Skagen sees investment opportunities in EM misconceptions, says Kristoffer Stensrud
Skepticism in the consensus on emerging markets is opening up future opportunities for long term investors, suggests Kristoffer Stensrud, one of the co-founders of Norwegian manager Skagen and portfolio manager on the Kon-Tiki equity fund.
SKAGEN believes the lines dividing countries historically seen as ‘developed’ and those classed as ‘emerging’ are becoming increasingly blurred as a result of:
• Much of today’s economic growth is taking place outside of North America and Western Europe, with nearly half a billion people having moved from poverty to middle class status. The resultant increase in emerging market consumer demand and shift from black market and shadow economies to more official financial systems should benefit both governments and companies operating in these countries.
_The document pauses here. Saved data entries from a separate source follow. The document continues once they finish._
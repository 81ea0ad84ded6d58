#![deny(
    unsafe_code,
    missing_docs,
    dead_code,
    unused_results,
    non_snake_case,
    unreachable_pub
)]

//! Pure controls system responsible for turning player input into world commands.

use grid_walk_core::{Command, Direction, Event};

/// Input snapshot distilled from adapter-provided frame input data.
#[derive(Clone, Copy, Debug, Default, PartialEq, Eq)]
pub struct ControlInput {
    /// Direction requested by the player on this frame, if any.
    pub step: Option<Direction>,
    /// Indicates whether the player asked to play again on this frame.
    pub restart: bool,
}

impl ControlInput {
    /// Creates a new input descriptor with explicit field values.
    #[must_use]
    pub const fn new(step: Option<Direction>, restart: bool) -> Self {
        Self { step, restart }
    }

    /// Input carrying a single step request.
    #[must_use]
    pub const fn step(direction: Direction) -> Self {
        Self::new(Some(direction), false)
    }
}

/// Controls system that translates input into step and restart commands.
///
/// Movement input is dropped once the goal has been reached and resumes after
/// the world confirms a restart.
#[derive(Debug, Clone, Default)]
pub struct Controls {
    goal_reached: bool,
}

impl Controls {
    /// Creates a new controls system instance.
    #[must_use]
    pub const fn new() -> Self {
        Self {
            goal_reached: false,
        }
    }

    /// Creates a controls system for a world that may already be won.
    #[must_use]
    pub const fn with_goal_reached(goal_reached: bool) -> Self {
        Self { goal_reached }
    }

    /// Whether movement input is currently being dropped.
    #[must_use]
    pub const fn movement_locked(&self) -> bool {
        self.goal_reached
    }

    /// Consumes world events and adapter-derived input to emit commands.
    ///
    /// A restart request takes precedence over a step on the same frame.
    pub fn handle(&mut self, events: &[Event], input: ControlInput, out: &mut Vec<Command>) {
        for event in events {
            match event {
                Event::GoalReached { .. } => self.goal_reached = true,
                Event::SessionRestarted { .. } => self.goal_reached = false,
                _ => {}
            }
        }

        if input.restart {
            out.push(Command::Restart);
            return;
        }

        if self.goal_reached {
            return;
        }

        if let Some(direction) = input.step {
            out.push(Command::Step { direction });
        }
    }
}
• Many developing countries’ economies are sufficiently large and less dependent on exports to western countries, instead relying more on internal growth in sectors such as services, which typically account for upwards of 80% of value creation in industrialised countries. A good example of this trend is South Africa, which is perceived to be a commodity-driven, export-led mining economy but whose stock market is actually anchored in the service sector.
• The development of technology in emerging markets has allowed many to bypass various stages of progress undertaken by more advanced economies and to leap straight into the digital age. This could potentially result in drastic savings in resources, with growing numbers of people having direct access to smart-phones and internet-based tools which allow widespread sharing of information.
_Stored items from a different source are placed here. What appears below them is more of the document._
//! Discrete single-step movement over an immutable [`Grid`].

use std::collections::HashSet;

use grid_walk_core::{CellCoord, Direction, StepRejection};

use crate::grid::{Endpoints, Grid};

/// Mutable per-session traversal state.
///
/// The current cell is always safe, the visited set only grows, and once the
/// goal is reached the state stays won until a new session begins.
#[derive(Clone, Debug, PartialEq, Eq)]
pub struct TraversalState {
    current: CellCoord,
    goal: CellCoord,
    visited: HashSet<CellCoord>,
    won: bool,
}

impl TraversalState {
    /// Places the player on the start cell and marks it visited.
    #[must_use]
    pub fn begin(endpoints: Endpoints) -> Self {
        let start = endpoints.start();
        let mut visited = HashSet::new();
        let _ = visited.insert(start);
        let mut state = Self {
            current: start,
            goal: endpoints.end(),
            visited,
            won: false,
        };
        state.won = has_won(&state, state.goal);
        state
    }

    /// Cell currently occupied by the player.
    #[must_use]
    pub const fn current(&self) -> CellCoord {
        self.current
    }

    /// Goal cell captured when the session began.
    #[must_use]
    pub const fn goal(&self) -> CellCoord {
        self.goal
    }

    /// Whether the goal was reached this session.
    #[must_use]
    pub const fn won(&self) -> bool {
        self.won
    }

    /// Reports whether the player has stood on the cell this session.
    #[must_use]
    pub fn has_visited(&self, cell: CellCoord) -> bool {
        self.visited.contains(&cell)
    }

    /// Visited cells in unspecified order.
    pub fn visited(&self) -> impl Iterator<Item = CellCoord> + '_ {
        self.visited.iter().copied()
    }

    /// Validates and applies one step in place.
    pub fn step(&mut self, grid: &Grid, direction: Direction) -> StepVerdict {
        let to = match self.check_step(grid, direction) {
            Ok(to) => to,
            Err(reason) => return StepVerdict::Rejected(reason),
        };

        let from = self.current;
        self.current = to;
        let newly_visited = self.visited.insert(to);
        self.won = self.won || has_won(self, self.goal);

        StepVerdict::Moved {
            from,
            to,
            newly_visited,
        }
    }

    fn check_step(&self, grid: &Grid, direction: Direction) -> Result<CellCoord, StepRejection> {
        if self.won {
            return Err(StepRejection::GoalReached);
        }

        let candidate = self
            .current
            .stepped(direction)
            .ok_or(StepRejection::OutOfBounds)?;
        if !grid.within_step_bounds(direction, candidate) {
            return Err(StepRejection::OutOfBounds);
        }
        if grid.is_danger(candidate) {
            return Err(StepRejection::Danger);
        }

        Ok(candidate)
    }
}

/// Result of a single step request.
#[derive(Clone, Copy, Debug, PartialEq, Eq)]
pub enum StepVerdict {
    /// The player moved.
    Moved {
        /// Cell occupied before the step.
        from: CellCoord,
        /// Cell occupied after the step.
        to: CellCoord,
        /// Whether `to` joined the visited set with this step.
        newly_visited: bool,
    },
    /// The step was refused; the state is unchanged.
    Rejected(StepRejection),
}

/// Updated state returned by [`apply_step`].
#[derive(Clone, Debug, PartialEq, Eq)]
pub struct StepOutcome {
    /// State after the step.
    pub state: TraversalState,
    /// What happened to the request.
    pub verdict: StepVerdict,
    /// Win flag after the post-step check.
    pub won: bool,
}

/// Applies one step to `state`, returning the updated state.
///
/// A rejected step hands the state back untouched.
#[must_use]
pub fn apply_step(mut state: TraversalState, grid: &Grid, direction: Direction) -> StepOutcome {
    let verdict = state.step(grid, direction);
    let won = state.won;
    StepOutcome {
        state,
        verdict,
        won,
    }
}

/// Number of distinct cells visited this session, start cell included.
#[must_use]
pub fn visited_count(state: &TraversalState) -> usize {
    state.visited.len()
}

/// Reports whether the player stands on `end`.
#[must_use]
pub fn has_won(state: &TraversalState, end: CellCoord) -> bool {
    state.current == end
}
• The potential for political reform in the many developing countries holding elections in 2014. Several have had the same government for many years and even if the ruling party remains unchanged, an appetite for policy reform may increase, potentially creating significant positive structural changes.
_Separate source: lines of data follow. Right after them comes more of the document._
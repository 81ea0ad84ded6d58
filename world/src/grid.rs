//! Classified cell layout built once from a level description.

use std::collections::HashSet;

use grid_walk_core::{CellCoord, CellKind, Direction, GridDescription};
use log::debug;

use crate::InitError;

/// Single cell of the grid paired with its resolved coordinate.
#[derive(Clone, Copy, Debug, PartialEq, Eq, Hash)]
pub struct GridCell {
    coord: CellCoord,
    kind: CellKind,
}

impl GridCell {
    /// Coordinate assigned to the cell by the traversal order.
    #[must_use]
    pub const fn coord(&self) -> CellCoord {
        self.coord
    }

    /// Kind read from the level description.
    #[must_use]
    pub const fn kind(&self) -> CellKind {
        self.kind
    }
}

/// Start and goal cells resolved from the raw level indices.
#[derive(Clone, Copy, Debug, PartialEq, Eq, Hash)]
pub struct Endpoints {
    start: CellCoord,
    end: CellCoord,
}

impl Endpoints {
    /// Pairs a start cell with a goal cell.
    #[must_use]
    pub const fn new(start: CellCoord, end: CellCoord) -> Self {
        Self { start, end }
    }

    /// Cell the player occupies when a session begins.
    #[must_use]
    pub const fn start(&self) -> CellCoord {
        self.start
    }

    /// Cell the player must reach to win.
    #[must_use]
    pub const fn end(&self) -> CellCoord {
        self.end
    }
}

/// Immutable grid of safe and danger cells.
///
/// Linear index `i` sits at `x = i % columns`, `y = -(i / columns)`: cells are
/// laid out left to right, top to bottom, with `y` decreasing downward from
/// the top row. Every cell is either safe or dangerous, never both.
#[derive(Clone, Debug)]
pub struct Grid {
    columns: u32,
    rows: u32,
    x_max: i32,
    y_max: i32,
    cells: Vec<GridCell>,
    safe_zones: Vec<CellCoord>,
    safe_lookup: HashSet<CellCoord>,
    danger_zones: HashSet<CellCoord>,
    first_safe: CellCoord,
    last_safe: CellCoord,
}

impl Grid {
    /// Lays out and classifies every cell of the description.
    ///
    /// Fails with [`InitError::NoSafeCell`] when no cell is walkable, since
    /// the player could never be placed.
    pub fn build(description: &GridDescription) -> Result<Self, InitError> {
        let width = usize::try_from(description.columns()).unwrap_or(usize::MAX);
        let mut cells = Vec::with_capacity(description.cell_count());
        let mut safe_zones = Vec::new();
        let mut safe_lookup = HashSet::new();
        let mut danger_zones = HashSet::new();

        let mut cursor = CellCoord::new(0, 0);
        for (index, kind) in description.cells().iter().copied().enumerate() {
            cells.push(GridCell {
                coord: cursor,
                kind,
            });
            if kind.is_walkable() {
                safe_zones.push(cursor);
                let _ = safe_lookup.insert(cursor);
            } else {
                let _ = danger_zones.insert(cursor);
            }

            cursor = if (index + 1) % width == 0 {
                CellCoord::new(0, cursor.y() - 1)
            } else {
                CellCoord::new(cursor.x() + 1, cursor.y())
            };
        }

        let (Some(&first_safe), Some(&last_safe)) = (safe_zones.first(), safe_zones.last()) else {
            return Err(InitError::NoSafeCell);
        };

        debug!(
            "[Grid] built {}x{} grid: {} safe, {} danger",
            description.columns(),
            description.rows(),
            safe_zones.len(),
            danger_zones.len()
        );

        Ok(Self {
            columns: description.columns(),
            rows: description.rows(),
            x_max: i32::try_from(description.columns()).unwrap_or(i32::MAX),
            y_max: i32::try_from(description.rows()).map_or(i32::MIN, |rows| -rows),
            cells,
            safe_zones,
            safe_lookup,
            danger_zones,
            first_safe,
            last_safe,
        })
    }

    /// Resolves the raw level indices into start and goal cells.
    ///
    /// An index that is out of range or points at a danger cell falls back to
    /// the first safe cell (start) or the last safe cell (goal) in traversal
    /// order. Both fallbacks are independent, so start and goal may coincide.
    #[must_use]
    pub fn resolve_endpoints(&self, start_index: i64, end_index: i64) -> Endpoints {
        let start = self.safe_at_index(start_index).unwrap_or_else(|| {
            debug!(
                "[Grid] start index {start_index} is not a safe cell; using {:?}",
                self.first_safe
            );
            self.first_safe
        });
        let end = self.safe_at_index(end_index).unwrap_or_else(|| {
            debug!(
                "[Grid] end index {end_index} is not a safe cell; using {:?}",
                self.last_safe
            );
            self.last_safe
        });
        Endpoints::new(start, end)
    }

    /// Number of cell columns.
    #[must_use]
    pub const fn columns(&self) -> u32 {
        self.columns
    }

    /// Number of cell rows.
    #[must_use]
    pub const fn rows(&self) -> u32 {
        self.rows
    }

    /// Total number of cells.
    #[must_use]
    pub fn cell_count(&self) -> usize {
        self.cells.len()
    }

    /// Exclusive upper bound on `x`.
    #[must_use]
    pub const fn x_max(&self) -> i32 {
        self.x_max
    }

    /// Exclusive lower bound on `y`.
    #[must_use]
    pub const fn y_max(&self) -> i32 {
        self.y_max
    }

    /// Every cell in traversal order.
    #[must_use]
    pub fn cells(&self) -> &[GridCell] {
        &self.cells
    }

    /// Cell stored at the provided linear index, if the index is in range.
    #[must_use]
    pub fn cell_at_index(&self, index: i64) -> Option<GridCell> {
        usize::try_from(index)
            .ok()
            .and_then(|index| self.cells.get(index).copied())
    }

    /// Linear index of the coordinate, if it lies inside the grid.
    #[must_use]
    pub fn index_of(&self, cell: CellCoord) -> Option<usize> {
        if !self.contains(cell) {
            return None;
        }
        let column = usize::try_from(cell.x()).ok()?;
        let row = usize::try_from(cell.y().unsigned_abs()).ok()?;
        let width = usize::try_from(self.columns).ok()?;
        row.checked_mul(width)?.checked_add(column)
    }

    /// Kind of the cell at the coordinate, if it lies inside the grid.
    #[must_use]
    pub fn kind_at(&self, cell: CellCoord) -> Option<CellKind> {
        self.index_of(cell)
            .and_then(|index| self.cells.get(index))
            .map(GridCell::kind)
    }

    /// Reports whether the coordinate lies inside the grid.
    #[must_use]
    pub fn contains(&self, cell: CellCoord) -> bool {
        (0..self.x_max).contains(&cell.x()) && cell.y() <= 0 && cell.y() > self.y_max
    }

    /// Reports whether the player may stand on the coordinate.
    #[must_use]
    pub fn is_safe(&self, cell: CellCoord) -> bool {
        self.safe_lookup.contains(&cell)
    }

    /// Reports whether the coordinate is a danger cell.
    #[must_use]
    pub fn is_danger(&self, cell: CellCoord) -> bool {
        self.danger_zones.contains(&cell)
    }

    /// Safe cells in traversal order.
    #[must_use]
    pub fn safe_zones(&self) -> &[CellCoord] {
        &self.safe_zones
    }

    /// Danger cells in traversal order.
    pub fn danger_zones(&self) -> impl Iterator<Item = CellCoord> + '_ {
        self.cells
            .iter()
            .filter(|cell| !cell.kind.is_walkable())
            .map(GridCell::coord)
    }

    /// Number of danger cells.
    #[must_use]
    pub fn danger_count(&self) -> usize {
        self.danger_zones.len()
    }

    /// Checks the moving axis of a one-cell step against the grid edges.
    ///
    /// Upward steps may reach row zero inclusive, downward steps must stay
    /// strictly above `y_max`, rightward steps strictly below `x_max`, and
    /// leftward steps at or above zero.
    #[must_use]
    pub fn within_step_bounds(&self, direction: Direction, candidate: CellCoord) -> bool {
        match direction {
            Direction::Up => candidate.y() <= 0,
            Direction::Down => candidate.y() > self.y_max,
            Direction::Right => candidate.x() < self.x_max,
            Direction::Left => candidate.x() >= 0,
        }
    }

    fn safe_at_index(&self, index: i64) -> Option<CellCoord> {
        self.cell_at_index(index)
            .map(|cell| cell.coord)
            .filter(|coord| self.is_safe(*coord))
    }
}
The underestimation of emerging markets’ potential creates opportunities, particularly for value investors willing to take a long-term view, as they are able to access high quality companies that are often significantly undervalued due to a lack of research or popularity.
In spite of everything – the increased purchasing power, the development of the service sector, the spread of digital commerce, and the potential for an improved political climate – the consensus view among the investing public is one of scepticism towards emerging markets. This may well open up good investment opportunities in carefully selected companies in the future.